Wera Tools is the popular name for tool manufacturer Wera Werkzeuge GmbH (formally   Wera Werk Hermann Werner GmbH & Co KG) of Wuppertal, Germany. It was founded in 1936. Wera Tools is known for its slogan “Be A Tool Rebel” which can be found on the packaging of many of their products.

Corporate structure 
Wera Tools is a global screwdriving tool manufacturer.  Its global headquarters and European sales team is based in Wuppertal, Germany. Wera has two wholly owned regional subsidiaries: in the United Kingdom (based in Chesterfield, Derbyshire, England) and North America (based in Ontario, Canada), where it is known as Wera Tools Inc. Outside of these areas, the company operates through a network of sales agents and wholesalers. Wera is a privately held company and employs more than 750 people. The company was fully acquired in 2016 by Bitburger Holding.

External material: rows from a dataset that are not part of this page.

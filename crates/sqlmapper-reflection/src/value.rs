//! Dynamic values exchanged between templates and host objects.
//!
//! [`Value`] is the owned, type-erased representation used whenever a
//! property has to leave its host object: test expressions compare values,
//! raw substitutions render them, and the binding step hands them to the
//! execution layer.

use std::collections::BTreeMap;
use std::fmt;

/// An owned dynamic value.
///
/// Maps are ordered by key so that anything derived from them (iteration,
/// rendering) is deterministic.
#[derive(Debug, Clone, PartialEq, Default)]
#[non_exhaustive]
pub enum Value {
    /// Absence of a value.
    #[default]
    Null,
    /// Boolean.
    Bool(bool),
    /// Signed integer.
    Int(i64),
    /// Floating point number.
    Float(f64),
    /// Text.
    Text(String),
    /// Exact decimal number.
    #[cfg(feature = "decimal")]
    Decimal(rust_decimal::Decimal),
    /// Calendar date.
    #[cfg(feature = "chrono")]
    Date(chrono::NaiveDate),
    /// Time of day.
    #[cfg(feature = "chrono")]
    Time(chrono::NaiveTime),
    /// Date and time without offset.
    #[cfg(feature = "chrono")]
    DateTime(chrono::NaiveDateTime),
    /// UUID.
    #[cfg(feature = "uuid")]
    Uuid(uuid::Uuid),
    /// Ordered sequence.
    List(Vec<Value>),
    /// Key-ordered mapping.
    Map(BTreeMap<String, Value>),
}

impl Value {
    /// Build a map value from key/value pairs.
    ///
    /// ```
    /// use sqlmapper_reflection::Value;
    ///
    /// let params = Value::map([("name", Value::from("alice")), ("age", Value::from(21))]);
    /// assert_eq!(params.type_name(), "map");
    /// ```
    pub fn map<K, V, I>(entries: I) -> Self
    where
        K: Into<String>,
        V: Into<Value>,
        I: IntoIterator<Item = (K, V)>,
    {
        Self::Map(
            entries
                .into_iter()
                .map(|(k, v)| (k.into(), v.into()))
                .collect(),
        )
    }

    /// Build a list value.
    pub fn list<V, I>(items: I) -> Self
    where
        V: Into<Value>,
        I: IntoIterator<Item = V>,
    {
        Self::List(items.into_iter().map(Into::into).collect())
    }

    /// Short name of the value's kind, used in error messages.
    #[must_use]
    pub fn type_name(&self) -> &'static str {
        match self {
            Self::Null => "null",
            Self::Bool(_) => "bool",
            Self::Int(_) => "int",
            Self::Float(_) => "float",
            Self::Text(_) => "text",
            #[cfg(feature = "decimal")]
            Self::Decimal(_) => "decimal",
            #[cfg(feature = "chrono")]
            Self::Date(_) => "date",
            #[cfg(feature = "chrono")]
            Self::Time(_) => "time",
            #[cfg(feature = "chrono")]
            Self::DateTime(_) => "datetime",
            #[cfg(feature = "uuid")]
            Self::Uuid(_) => "uuid",
            Self::List(_) => "list",
            Self::Map(_) => "map",
        }
    }

    /// Check for null.
    #[must_use]
    pub fn is_null(&self) -> bool {
        matches!(self, Self::Null)
    }

    /// Check whether the value is a number of any representation.
    #[must_use]
    pub fn is_numeric(&self) -> bool {
        match self {
            Self::Int(_) | Self::Float(_) => true,
            #[cfg(feature = "decimal")]
            Self::Decimal(_) => true,
            _ => false,
        }
    }

    /// Get the boolean, if this is a boolean.
    #[must_use]
    pub fn as_bool(&self) -> Option<bool> {
        match self {
            Self::Bool(b) => Some(*b),
            _ => None,
        }
    }

    /// Get an integer view of a numeric value without loss.
    #[must_use]
    pub fn as_i64(&self) -> Option<i64> {
        match self {
            Self::Int(i) => Some(*i),
            Self::Float(f) if f.fract() == 0.0 && f.is_finite() => {
                let i = *f as i64;
                (i as f64 == *f).then_some(i)
            }
            #[cfg(feature = "decimal")]
            Self::Decimal(d) if d.fract().is_zero() => {
                use rust_decimal::prelude::ToPrimitive;
                d.to_i64()
            }
            _ => None,
        }
    }

    /// Get a floating point view of a numeric value.
    #[must_use]
    pub fn as_f64(&self) -> Option<f64> {
        match self {
            Self::Int(i) => Some(*i as f64),
            Self::Float(f) => Some(*f),
            #[cfg(feature = "decimal")]
            Self::Decimal(d) => {
                use rust_decimal::prelude::ToPrimitive;
                d.to_f64()
            }
            _ => None,
        }
    }

    /// Get the text, if this is text.
    #[must_use]
    pub fn as_str(&self) -> Option<&str> {
        match self {
            Self::Text(s) => Some(s),
            _ => None,
        }
    }

    /// Get the list items, if this is a list.
    #[must_use]
    pub fn as_list(&self) -> Option<&[Value]> {
        match self {
            Self::List(items) => Some(items),
            _ => None,
        }
    }

    /// Get the map entries, if this is a map.
    #[must_use]
    pub fn as_map(&self) -> Option<&BTreeMap<String, Value>> {
        match self {
            Self::Map(entries) => Some(entries),
            _ => None,
        }
    }
}

/// Render a float the way statement text expects it: integral values keep
/// one fractional digit (`2.0`), everything else uses the shortest form.
pub(crate) fn format_float(f: f64) -> String {
    if f.is_finite() && f.fract() == 0.0 && f.abs() < 1e16 {
        format!("{f:.1}")
    } else {
        format!("{f}")
    }
}

impl fmt::Display for Value {
    /// Text used by raw substitution. Null renders as the empty string.
    fn fmt(&self, f: &mut fmt::Formatter<'_>) -> fmt::Result {
        match self {
            Self::Null => Ok(()),
            Self::Bool(b) => write!(f, "{b}"),
            Self::Int(i) => write!(f, "{i}"),
            Self::Float(v) => f.write_str(&format_float(*v)),
            Self::Text(s) => f.write_str(s),
            #[cfg(feature = "decimal")]
            Self::Decimal(d) => write!(f, "{d}"),
            #[cfg(feature = "chrono")]
            Self::Date(d) => write!(f, "{d}"),
            #[cfg(feature = "chrono")]
            Self::Time(t) => write!(f, "{t}"),
            #[cfg(feature = "chrono")]
            Self::DateTime(dt) => write!(f, "{dt}"),
            #[cfg(feature = "uuid")]
            Self::Uuid(u) => write!(f, "{u}"),
            Self::List(items) => {
                f.write_str("[")?;
                for (i, item) in items.iter().enumerate() {
                    if i > 0 {
                        f.write_str(", ")?;
                    }
                    write_nested(f, item)?;
                }
                f.write_str("]")
            }
            Self::Map(entries) => {
                f.write_str("{")?;
                for (i, (key, value)) in entries.iter().enumerate() {
                    if i > 0 {
                        f.write_str(", ")?;
                    }
                    write!(f, "{key}=")?;
                    write_nested(f, value)?;
                }
                f.write_str("}")
            }
        }
    }
}

// Nested nulls are spelled out so `[1, null]` stays readable.
fn write_nested(f: &mut fmt::Formatter<'_>, value: &Value) -> fmt::Result {
    if value.is_null() {
        f.write_str("null")
    } else {
        write!(f, "{value}")
    }
}

macro_rules! impl_from_small_int {
    ($($t:ty),*) => {$(
        impl From<$t> for Value {
            fn from(v: $t) -> Self {
                Self::Int(i64::from(v))
            }
        }
    )*};
}

impl_from_small_int!(i8, i16, i32, i64, u8, u16, u32);

macro_rules! impl_from_wide_int {
    ($($t:ty),*) => {$(
        impl From<$t> for Value {
            // Values beyond i64 degrade to a float rather than wrapping.
            fn from(v: $t) -> Self {
                i64::try_from(v).map_or(Self::Float(v as f64), Self::Int)
            }
        }
    )*};
}

impl_from_wide_int!(u64, usize, isize);

impl From<bool> for Value {
    fn from(v: bool) -> Self {
        Self::Bool(v)
    }
}

impl From<f32> for Value {
    fn from(v: f32) -> Self {
        Self::Float(f64::from(v))
    }
}

impl From<f64> for Value {
    fn from(v: f64) -> Self {
        Self::Float(v)
    }
}

impl From<char> for Value {
    fn from(v: char) -> Self {
        Self::Text(v.to_string())
    }
}

impl From<&str> for Value {
    fn from(v: &str) -> Self {
        Self::Text(v.to_string())
    }
}

impl From<String> for Value {
    fn from(v: String) -> Self {
        Self::Text(v)
    }
}

impl<T: Into<Value>> From<Option<T>> for Value {
    fn from(v: Option<T>) -> Self {
        v.map_or(Self::Null, Into::into)
    }
}

impl<T: Into<Value>> From<Vec<T>> for Value {
    fn from(v: Vec<T>) -> Self {
        Self::List(v.into_iter().map(Into::into).collect())
    }
}

impl<V: Into<Value>> From<BTreeMap<String, V>> for Value {
    fn from(v: BTreeMap<String, V>) -> Self {
        Self::Map(v.into_iter().map(|(k, v)| (k, v.into())).collect())
    }
}

#[cfg(feature = "decimal")]
impl From<rust_decimal::Decimal> for Value {
    fn from(v: rust_decimal::Decimal) -> Self {
        Self::Decimal(v)
    }
}

#[cfg(feature = "chrono")]
impl From<chrono::NaiveDate> for Value {
    fn from(v: chrono::NaiveDate) -> Self {
        Self::Date(v)
    }
}

#[cfg(feature = "chrono")]
impl From<chrono::NaiveTime> for Value {
    fn from(v: chrono::NaiveTime) -> Self {
        Self::Time(v)
    }
}

#[cfg(feature = "chrono")]
impl From<chrono::NaiveDateTime> for Value {
    fn from(v: chrono::NaiveDateTime) -> Self {
        Self::DateTime(v)
    }
}

#[cfg(feature = "uuid")]
impl From<uuid::Uuid> for Value {
    fn from(v: uuid::Uuid) -> Self {
        Self::Uuid(v)
    }
}

impl FromIterator<Value> for Value {
    fn from_iter<I: IntoIterator<Item = Value>>(iter: I) -> Self {
        Self::List(iter.into_iter().collect())
    }
}

impl FromIterator<(String, Value)> for Value {
    fn from_iter<I: IntoIterator<Item = (String, Value)>>(iter: I) -> Self {
        Self::Map(iter.into_iter().collect())
    }
}

#[cfg(feature = "json")]
impl From<serde_json::Value> for Value {
    fn from(v: serde_json::Value) -> Self {
        match v {
            serde_json::Value::Null => Self::Null,
            serde_json::Value::Bool(b) => Self::Bool(b),
            serde_json::Value::Number(n) => n
                .as_i64()
                .map(Self::Int)
                .or_else(|| n.as_f64().map(Self::Float))
                .unwrap_or(Self::Null),
            serde_json::Value::String(s) => Self::Text(s),
            serde_json::Value::Array(items) => items.into_iter().map(Self::from).collect(),
            serde_json::Value::Object(entries) => entries
                .into_iter()
                .map(|(k, v)| (k, Self::from(v)))
                .collect(),
        }
    }
}

#[cfg(test)]
#[allow(clippy::unwrap_used)]
mod tests {
    use super::*;

    #[test]
    fn test_display_scalars() {
        assert_eq!(Value::Null.to_string(), "");
        assert_eq!(Value::from(42).to_string(), "42");
        assert_eq!(Value::from(2.0).to_string(), "2.0");
        assert_eq!(Value::from(2.5).to_string(), "2.5");
        assert_eq!(Value::from("users").to_string(), "users");
        assert_eq!(Value::from(true).to_string(), "true");
    }

    #[test]
    fn test_display_collections() {
        let list = Value::list([Value::from(1), Value::Null, Value::from("a")]);
        assert_eq!(list.to_string(), "[1, null, a]");

        let map = Value::map([("b", 2), ("a", 1)]);
        assert_eq!(map.to_string(), "{a=1, b=2}");
    }

    #[test]
    fn test_wide_integers() {
        assert_eq!(Value::from(7u64), Value::Int(7));
        assert!(matches!(Value::from(u64::MAX), Value::Float(_)));
    }

    #[test]
    fn test_numeric_views() {
        assert_eq!(Value::from(3.0).as_i64(), Some(3));
        assert_eq!(Value::from(3.5).as_i64(), None);
        assert_eq!(Value::from(3).as_f64(), Some(3.0));
        assert!(Value::from("3").as_i64().is_none());
        assert!(Value::from(1).is_numeric());
        assert!(!Value::from("1").is_numeric());
    }

    #[test]
    fn test_option_conversion() {
        assert_eq!(Value::from(None::<i32>), Value::Null);
        assert_eq!(Value::from(Some("x")), Value::Text("x".into()));
    }

    #[cfg(feature = "json")]
    #[test]
    fn test_from_json() {
        let json = serde_json::json!({"ids": [1, 2], "name": "x", "ratio": 0.5});
        let value = Value::from(json);
        let map = value.as_map().unwrap();
        assert_eq!(map["ids"], Value::list([1, 2]));
        assert_eq!(map["ratio"], Value::Float(0.5));
    }
}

Wera Tools designs and manufactures more than 3,000 tools for both manual and power tool applications at its German headquarters and its factories in the Czech Republic and in Taïwan.

Product categories and brands 
Wera products include screwdrivers, screwdriver bits, ratchets and sockets, nut-spinners and L-keys. Wera tools are used principally by professionals, including builders, electricians, and mechanics.

Wera is known for its line of screwdrivers featuring the distinctive Kraftform shape handle. This design is based around the contours of the hand during screwdriver use, and uses a specifically designed combination of ergonomic soft zones and smooth, hard zones. The distinctive 'crowns' from this handle are used as part of the Wera logo.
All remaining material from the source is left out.